[WHAT YOU NEED TO DO]:
Restate all the data exactly, so that each line is the same as before.

= Beginning of Section =

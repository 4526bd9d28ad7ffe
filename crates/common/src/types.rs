use serde::{Deserialize, Serialize};
use uuid::Uuid;

/// Unique identifier for an order document.
///
/// Wraps a UUID so order ids cannot be mixed up with the string ids used
/// for catalog items and actors.
#[derive(Debug, Clone, Copy, PartialEq, Eq, Hash, Serialize, Deserialize)]
#[serde(transparent)]
pub struct OrderId(Uuid);

impl OrderId {
    /// Creates a new random order ID.
    pub fn new() -> Self {
        Self(Uuid::new_v4())
    }

    /// Creates an order ID from an existing UUID.
    pub fn from_uuid(uuid: Uuid) -> Self {
        Self(uuid)
    }

    /// Parses an order ID from its string form.
    pub fn parse(s: &str) -> Result<Self, uuid::Error> {
        Uuid::parse_str(s).map(Self)
    }

    /// Returns the underlying UUID.
    pub fn as_uuid(&self) -> Uuid {
        self.0
    }
}

impl Default for OrderId {
    fn default() -> Self {
        Self::new()
    }
}

impl std::fmt::Display for OrderId {
    fn fmt(&self, f: &mut std::fmt::Formatter<'_>) -> std::fmt::Result {
        write!(f, "{}", self.0)
    }
}

impl From<Uuid> for OrderId {
    fn from(uuid: Uuid) -> Self {
        Self(uuid)
    }
}

impl From<OrderId> for Uuid {
    fn from(id: OrderId) -> Self {
        id.0
    }
}

/// Defines a string-backed identifier newtype.
macro_rules! string_id {
    ($(#[$meta:meta])* $name:ident) => {
        $(#[$meta])*
        #[derive(Debug, Clone, PartialEq, Eq, PartialOrd, Ord, Hash, Serialize, Deserialize)]
        #[serde(transparent)]
        pub struct $name(String);

        impl $name {
            /// Creates the identifier from a string.
            pub fn new(id: impl Into<String>) -> Self {
                Self(id.into())
            }

            /// Returns the identifier as a string slice.
            pub fn as_str(&self) -> &str {
                &self.0
            }
        }

        impl std::fmt::Display for $name {
            fn fmt(&self, f: &mut std::fmt::Formatter<'_>) -> std::fmt::Result {
                write!(f, "{}", self.0)
            }
        }

        impl From<String> for $name {
            fn from(s: String) -> Self {
                Self(s)
            }
        }

        impl From<&str> for $name {
            fn from(s: &str) -> Self {
                Self(s.to_string())
            }
        }

        impl AsRef<str> for $name {
            fn as_ref(&self) -> &str {
                &self.0
            }
        }
    };
}

string_id!(
    /// Identity of a buyer, nursery worker, supplier or admin, as issued by the
    /// external identity provider.
    ActorId
);

string_id!(
    /// Identifier of a catalog item (plant or material listing).
    ItemId
);

string_id!(
    /// Identifier of a cart line.
    LineId
);

impl LineId {
    /// Returns the line id for an owner's reservation of a catalog item.
    ///
    /// A cart holds at most one line per item, so the id is derived from the
    /// pair instead of being random.
    pub fn for_owner_item(owner: &ActorId, item: &ItemId) -> Self {
        Self(format!("{}__{}", owner.as_str(), item.as_str()))
    }
}

#[cfg(test)]
mod tests {
    use super::*;

    #[test]
    fn order_id_new_creates_unique_ids() {
        let id1 = OrderId::new();
        let id2 = OrderId::new();
        assert_ne!(id1, id2);
    }

    #[test]
    fn order_id_parse_roundtrips_display() {
        let id = OrderId::new();
        let parsed = OrderId::parse(&id.to_string()).unwrap();
        assert_eq!(id, parsed);
        assert!(OrderId::parse("not-a-uuid").is_err());
    }

    #[test]
    fn string_ids_serialize_transparently() {
        let id = ItemId::new("p1");
        assert_eq!(serde_json::to_string(&id).unwrap(), "\"p1\"");
    }

    #[test]
    fn line_id_is_stable_for_owner_and_item() {
        let owner = ActorId::new("buyer-a");
        let item = ItemId::new("p1");
        assert_eq!(
            LineId::for_owner_item(&owner, &item),
            LineId::for_owner_item(&owner, &item)
        );
        assert_ne!(
            LineId::for_owner_item(&owner, &item),
            LineId::for_owner_item(&ActorId::new("buyer-b"), &item)
        );
    }
}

= End of Section =

[ANSWER TO THIS PROBLEM]:
repository 4526bd9d28ad7ffe
filename crates/common/src/types.rs
use serde::{Deserialize, Serialize};
use uuid::Uuid;

/// Unique identifier for an order document.
///
/// Wraps a UUID so order ids cannot be mixed up with the string ids used
/// for catalog items and actors.
#[derive(Debug, Clone, Copy, PartialEq, Eq, Hash, Serialize, Deserialize)]
#[serde(transparent)]
pub struct OrderId(Uuid);

impl OrderId {
    /// Creates a new random order ID.
    pub fn new() -> Self {
        Self(Uuid::new_v4())
    }

    /// Creates an order ID from an existing UUID.
    pub fn from_uuid(uuid: Uuid) -> Self {
        Self(uuid)
    }

    /// Parses an order ID from its string form.
    pub fn parse(s: &str) -> Result<Self, uuid::Error> {
        Uuid::parse_str(s).map(Self)
    }

    /// Returns the underlying UUID.
    pub fn as_uuid(&self) -> Uuid {
        self.0
    }
}

impl Default for OrderId {
    fn default() -> Self {
        Self::new()
    }
}

impl std::fmt::Display for OrderId {
    fn fmt(&self, f: &mut std::fmt::Formatter<'_>) -> std::fmt::Result {
        write!(f, "{}", self.0)
    }
}

impl From<Uuid> for OrderId {
    fn from(uuid: Uuid) -> Self {
        Self(uuid)
    }
}

impl From<OrderId> for Uuid {
    fn from(id: OrderId) -> Self {
        id.0
    }
}

/// Defines a string-backed identifier newtype.
macro_rules! string_id {
    ($(#[$meta:meta])* $name:ident) => {
        $(#[$meta])*
        #[derive(Debug, Clone, PartialEq, Eq, PartialOrd, Ord, Hash, Serialize, Deserialize)]
        #[serde(transparent)]
        pub struct $name(String);

        impl $name {
            /// Creates the identifier from a string.
            pub fn new(id: impl Into<String>) -> Self {
                Self(id.into())
            }

            /// Returns the identifier as a string slice.
            pub fn as_str(&self) -> &str {
                &self.0
            }
        }

        impl std::fmt::Display for $name {
            fn fmt(&self, f: &mut std::fmt::Formatter<'_>) -> std::fmt::Result {
                write!(f, "{}", self.0)
            }
        }

        impl From<String> for $name {
            fn from(s: String) -> Self {
                Self(s)
            }
        }

        impl From<&str> for $name {
            fn from(s: &str) -> Self {
                Self(s.to_string())
            }
        }

        impl AsRef<str> for $name {
            fn as_ref(&self) -> &str {
                &self.0
            }
        }
    };
}

string_id!(
    /// Identity of a buyer, nursery worker, supplier or admin, as issued by the
    /// external identity provider.
    ActorId
);

string_id!(
    /// Identifier of a catalog item (plant or material listing).
    ItemId
);

string_id!(
    /// Identifier of a cart line.
    LineId
);

impl LineId {
    /// Returns the line id for an owner's reservation of a catalog item.
    ///
    /// A cart holds at most one line per item, so the id is derived from the
    /// pair instead of being random.
    pub fn for_owner_item(owner: &ActorId, item: &ItemId) -> Self {
        Self(format!("{}__{}", owner.as_str(), item.as_str()))
    }
}

#[cfg(test)]
mod tests {
    use super::*;

    #[test]
    fn order_id_new_creates_unique_ids() {
        let id1 = OrderId::new();
        let id2 = OrderId::new();
        assert_ne!(id1, id2);
    }

    #[test]
    fn order_id_parse_roundtrips_display() {
        let id = OrderId::new();
        let parsed = OrderId::parse(&id.to_string()).unwrap();
        assert_eq!(id, parsed);
        assert!(OrderId::parse("not-a-uuid").is_err());
    }

    #[test]
    fn string_ids_serialize_transparently() {
        let id = ItemId::new("p1");
        assert_eq!(serde_json::to_string(&id).unwrap(), "\"p1\"");
    }

    #[test]
    fn line_id_is_stable_for_owner_and_item() {
        let owner = ActorId::new("buyer-a");
        let item = ItemId::new("p1");
        assert_eq!(
            LineId::for_owner_item(&owner, &item),
            LineId::for_owner_item(&owner, &item)
        );
        assert_ne!(
            LineId::for_owner_item(&owner, &item),
            LineId::for_owner_item(&ActorId::new("buyer-b"), &item)
        );
    }
}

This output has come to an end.